■ Description of the task:
Locate each line of the material that contains "analysis", then return it.

■ Records for the task:
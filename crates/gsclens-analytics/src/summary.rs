//! Plain-text digests of analysis results.
//!
//! Digests are line-oriented with fixed sections (period, totals, averages,
//! top-N lists) so they read well both on a terminal and inside a language
//! model prompt. Every formatter accepts empty input and emits [`NO_DATA`]
//! instead of failing.

use std::fmt::Write as _;

use gsclens_core::Dataset;

use crate::aggregate::{global_summary, group_and_reduce, AggregateRow, GroupBy};
use crate::segment::{BrandSplit, CompetitorReport};
use crate::trend::{daily_series, daily_trend_direction, recent_vs_early, Metric, TrendResult};

/// Line emitted in place of a digest when there is nothing to summarise.
pub const NO_DATA: &str = "No data available for analysis.";

const TOP_LIMIT: usize = 5;

/// Formats an integer with `,` thousands separators.
pub(crate) fn thousands(n: u64) -> String {
    let digits = n.to_string();
    let mut out = String::with_capacity(digits.len() + digits.len() / 3);
    for (i, ch) in digits.chars().enumerate() {
        if i > 0 && (digits.len() - i) % 3 == 0 {
            out.push(',');
        }
        out.push(ch);
    }
    out
}

/// Formats a fraction as a percentage with two decimals.
pub(crate) fn percent(fraction: f64) -> String {
    format!("{:.2}%", fraction * 100.0)
}

fn push_top(out: &mut String, heading: &str, rows: &[AggregateRow]) {
    if rows.is_empty() {
        return;
    }
    let _ = writeln!(out, "{heading}:");
    for row in rows {
        let _ = writeln!(out, "- {}: {} clicks", row.group_key, thousands(row.clicks));
    }
}

/// General digest of a dataset: period, totals, averages, top queries and
/// pages, and the recent-versus-early click trend.
#[must_use]
pub fn dataset_digest(dataset: &Dataset) -> String {
    if dataset.is_empty() {
        return NO_DATA.to_string();
    }

    let summary = global_summary(dataset);
    let mut out = String::new();
    let _ = writeln!(out, "Period: {}", summary.date_range_label());
    let _ = writeln!(out, "Rows: {}", thousands(summary.row_count as u64));
    let _ = writeln!(out, "Total clicks: {}", thousands(summary.total_clicks));
    let _ = writeln!(
        out,
        "Total impressions: {}",
        thousands(summary.total_impressions)
    );
    let _ = writeln!(out, "Average CTR: {}", percent(summary.avg_ctr));
    let _ = writeln!(out, "Average position: {:.1}", summary.avg_position);

    if summary.unique_query_count > 0 {
        let _ = writeln!(
            out,
            "Unique queries: {}",
            thousands(summary.unique_query_count as u64)
        );
        let mut top = group_and_reduce(dataset, GroupBy::Query);
        top.truncate(TOP_LIMIT);
        push_top(&mut out, "Top queries by clicks", &top);
    }
    if summary.unique_page_count > 0 {
        let _ = writeln!(
            out,
            "Unique pages: {}",
            thousands(summary.unique_page_count as u64)
        );
        let mut top = group_and_reduce(dataset, GroupBy::Page);
        top.truncate(TOP_LIMIT);
        push_top(&mut out, "Top pages by clicks", &top);
    }
    if let Some(rve) = recent_vs_early(dataset) {
        let label = if rve.is_growth() { "growth" } else { "decline" };
        let _ = writeln!(
            out,
            "Recent trend: {label} ({:.0} vs {:.0} average daily clicks)",
            rve.recent_avg, rve.early_avg
        );
    }

    out.trim_end().to_string()
}

/// Renders an aggregate table under `title`, one line per row.
#[must_use]
pub fn aggregate_digest(title: &str, rows: &[AggregateRow]) -> String {
    if rows.is_empty() {
        return format!("{title}\n{NO_DATA}");
    }
    let mut out = format!("{title}\n");
    for (rank, row) in rows.iter().enumerate() {
        let _ = writeln!(
            out,
            "{}. {} | clicks {} | impressions {} | CTR {} | position {:.1}",
            rank + 1,
            row.group_key,
            thousands(row.clicks),
            thousands(row.impressions),
            percent(row.ctr),
            row.position
        );
    }
    out.trim_end().to_string()
}

/// Opportunity table with the estimated clicks left on the table at a
/// target CTR.
#[must_use]
pub fn opportunity_digest(rows: &[AggregateRow], target_ctr: f64) -> String {
    let mut out = aggregate_digest("CTR opportunities (high impressions, low CTR)", rows);
    if rows.is_empty() {
        return out;
    }
    #[allow(
        clippy::cast_precision_loss,
        clippy::cast_possible_truncation,
        clippy::cast_sign_loss
    )]
    let potential: u64 = rows
        .iter()
        .map(|r| ((r.impressions as f64 * target_ctr) - r.clicks as f64).max(0.0) as u64)
        .sum();
    let _ = write!(
        out,
        "\nPotential additional clicks at {} CTR: {}",
        percent(target_ctr),
        thousands(potential)
    );
    out
}

/// Branded versus non-branded totals and shares.
#[must_use]
pub fn brand_digest(split: &BrandSplit) -> String {
    let total = split.branded.stats.clicks + split.non_branded.stats.clicks;
    if split.branded.stats.members + split.non_branded.stats.members == 0 {
        return NO_DATA.to_string();
    }

    let mut out = String::new();
    for segment in [&split.branded, &split.non_branded] {
        let _ = writeln!(
            out,
            "{}: {} clicks, {} impressions, {} rows, average position {:.1}",
            segment.name,
            thousands(segment.stats.clicks),
            thousands(segment.stats.impressions),
            segment.stats.members,
            segment.stats.position
        );
    }
    let _ = writeln!(out, "Total clicks: {}", thousands(total));
    let _ = write!(
        out,
        "Branded share of clicks: {:.1}%",
        split.branded_percentage
    );
    out
}

/// Current versus previous period, metric by metric, plus the daily trend of
/// the current period when it carries dates.
#[must_use]
pub fn trend_digest(result: &TrendResult, current: &Dataset) -> String {
    if result.current.row_count == 0 && result.previous.row_count == 0 {
        return NO_DATA.to_string();
    }

    let mut out = String::new();
    let _ = writeln!(
        out,
        "Current period: {}",
        result.current.date_range_label()
    );
    let _ = writeln!(
        out,
        "Previous period: {}",
        result.previous.date_range_label()
    );
    let _ = writeln!(
        out,
        "Clicks: {} vs {}",
        thousands(result.current.total_clicks),
        thousands(result.previous.total_clicks)
    );
    let _ = writeln!(
        out,
        "Impressions: {} vs {}",
        thousands(result.current.total_impressions),
        thousands(result.previous.total_impressions)
    );
    let _ = writeln!(
        out,
        "Average CTR: {} vs {}",
        percent(result.current.avg_ctr),
        percent(result.previous.avg_ctr)
    );
    let _ = writeln!(
        out,
        "Average position: {:.1} vs {:.1}",
        result.current.avg_position, result.previous.avg_position
    );
    for metric in Metric::ALL {
        match result.percent_changes.get(&metric) {
            Some(change) => {
                let _ = writeln!(out, "Change in {metric}: {change:+.1}%");
            }
            None => {
                let _ = writeln!(out, "Change in {metric}: n/a (no previous data)");
            }
        }
    }
    let _ = writeln!(out, "Overall direction: {}", result.direction);

    let reading = daily_trend_direction(&daily_series(current));
    if reading.insufficient_data() {
        let _ = write!(out, "Daily trend: insufficient data");
    } else {
        let _ = write!(out, "Daily trend: {}", reading.direction);
    }
    out
}

/// Competitor keyword performance, or a notice when there is nothing to
/// report.
#[must_use]
pub fn competitor_digest(report: &CompetitorReport) -> String {
    if report.keywords.is_empty() {
        return "No competitor keywords configured.".to_string();
    }
    if report.matched_rows == 0 {
        return format!(
            "No data found for competitor keywords: {}",
            report.keywords.join(", ")
        );
    }

    let mut out = String::from("Competitor keyword metrics:\n");
    let _ = writeln!(out, "- Total clicks: {}", thousands(report.total_clicks));
    let _ = writeln!(out, "- Average position: {:.1}", report.avg_position);
    let _ = writeln!(out, "- Matched rows: {}", report.matched_rows);
    push_top(&mut out, "Top competitor queries", &report.top_queries);
    out.trim_end().to_string()
}

#[cfg(test)]
mod tests {
    use super::*;
    use crate::segment::{classify_branded, competitor_report};
    use crate::trend::compare_periods;
    use chrono::NaiveDate;
    use gsclens_core::Record;

    fn rec(day: u32, query: &str, page: &str, clicks: u64, impressions: u64) -> Record {
        Record {
            date: NaiveDate::from_ymd_opt(2025, 1, day),
            query: Some(query.to_string()),
            page: Some(page.to_string()),
            clicks,
            impressions,
            ctr: 0.1,
            position: 3.0,
        }
    }

    fn sample() -> Dataset {
        Dataset::from_records(vec![
            rec(1, "shoes", "/shoes", 1200, 10_000),
            rec(2, "boots", "/boots", 40, 900),
            rec(3, "shoes", "/shoes", 1300, 12_000),
        ])
    }

    #[test]
    fn thousands_groups_digits() {
        assert_eq!(thousands(0), "0");
        assert_eq!(thousands(999), "999");
        assert_eq!(thousands(1000), "1,000");
        assert_eq!(thousands(1_234_567), "1,234,567");
    }

    #[test]
    fn empty_dataset_digest_is_no_data() {
        assert_eq!(dataset_digest(&Dataset::empty()), NO_DATA);
    }

    #[test]
    fn dataset_digest_has_fixed_sections() {
        let digest = dataset_digest(&sample());
        assert!(digest.contains("Period: 2025-01-01 - 2025-01-03"));
        assert!(digest.contains("Total clicks: 2,540"));
        assert!(digest.contains("Total impressions: 22,900"));
        assert!(digest.contains("Average CTR: 10.00%"));
        assert!(digest.contains("Unique queries: 2"));
        assert!(digest.contains("- shoes: 2,500 clicks"));
        assert!(digest.contains("Top pages by clicks"));
        assert!(digest.contains("Recent trend:"));
    }

    #[test]
    fn aggregate_digest_tolerates_empty_rows() {
        let digest = aggregate_digest("Top queries", &[]);
        assert!(digest.starts_with("Top queries"));
        assert!(digest.contains(NO_DATA));
    }

    #[test]
    fn opportunity_digest_estimates_potential_clicks() {
        let rows = vec![AggregateRow {
            group_key: "widgets".to_string(),
            clicks: 10,
            impressions: 1000,
            ctr: 0.01,
            position: 5.0,
        }];
        let digest = opportunity_digest(&rows, 0.05);
        assert!(digest.contains("1. widgets"));
        assert!(digest.contains("Potential additional clicks at 5.00% CTR: 40"));
    }

    #[test]
    fn brand_digest_reports_share() {
        let split = classify_branded(&sample(), &["boots"]);
        let digest = brand_digest(&split);
        assert!(digest.contains("branded: 40 clicks"));
        assert!(digest.contains("non_branded: 2,500 clicks"));
        assert!(digest.contains("Branded share of clicks: 1.6%"));
    }

    #[test]
    fn brand_digest_of_empty_dataset_is_no_data() {
        let split = classify_branded(&Dataset::empty(), &["x"]);
        assert_eq!(brand_digest(&split), NO_DATA);
    }

    #[test]
    fn trend_digest_marks_missing_changes() {
        let current = sample();
        let result = compare_periods(&current, &Dataset::empty());
        let digest = trend_digest(&result, &current);
        assert!(digest.contains("Previous period: N/A"));
        assert!(digest.contains("Change in clicks: n/a"));
        assert!(digest.contains("Overall direction: growing"));
        assert!(digest.contains("Daily trend:"));
    }

    #[test]
    fn trend_digest_of_two_empty_periods_is_no_data() {
        let result = compare_periods(&Dataset::empty(), &Dataset::empty());
        assert_eq!(trend_digest(&result, &Dataset::empty()), NO_DATA);
    }

    #[test]
    fn competitor_digest_notices() {
        let none = competitor_report::<&str>(&sample(), &[]);
        assert_eq!(competitor_digest(&none), "No competitor keywords configured.");

        let missing = competitor_report(&sample(), &["acme", "globex"]);
        assert_eq!(
            competitor_digest(&missing),
            "No data found for competitor keywords: acme, globex"
        );

        let hit = competitor_report(&sample(), &["boot"]);
        let digest = competitor_digest(&hit);
        assert!(digest.contains("- Total clicks: 40"));
        assert!(digest.contains("- boots: 40 clicks"));
    }
}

■ Exercise result:
//! Plain-text digests of analysis results.
pub const NO_DATA: &str = "No data available for analysis.";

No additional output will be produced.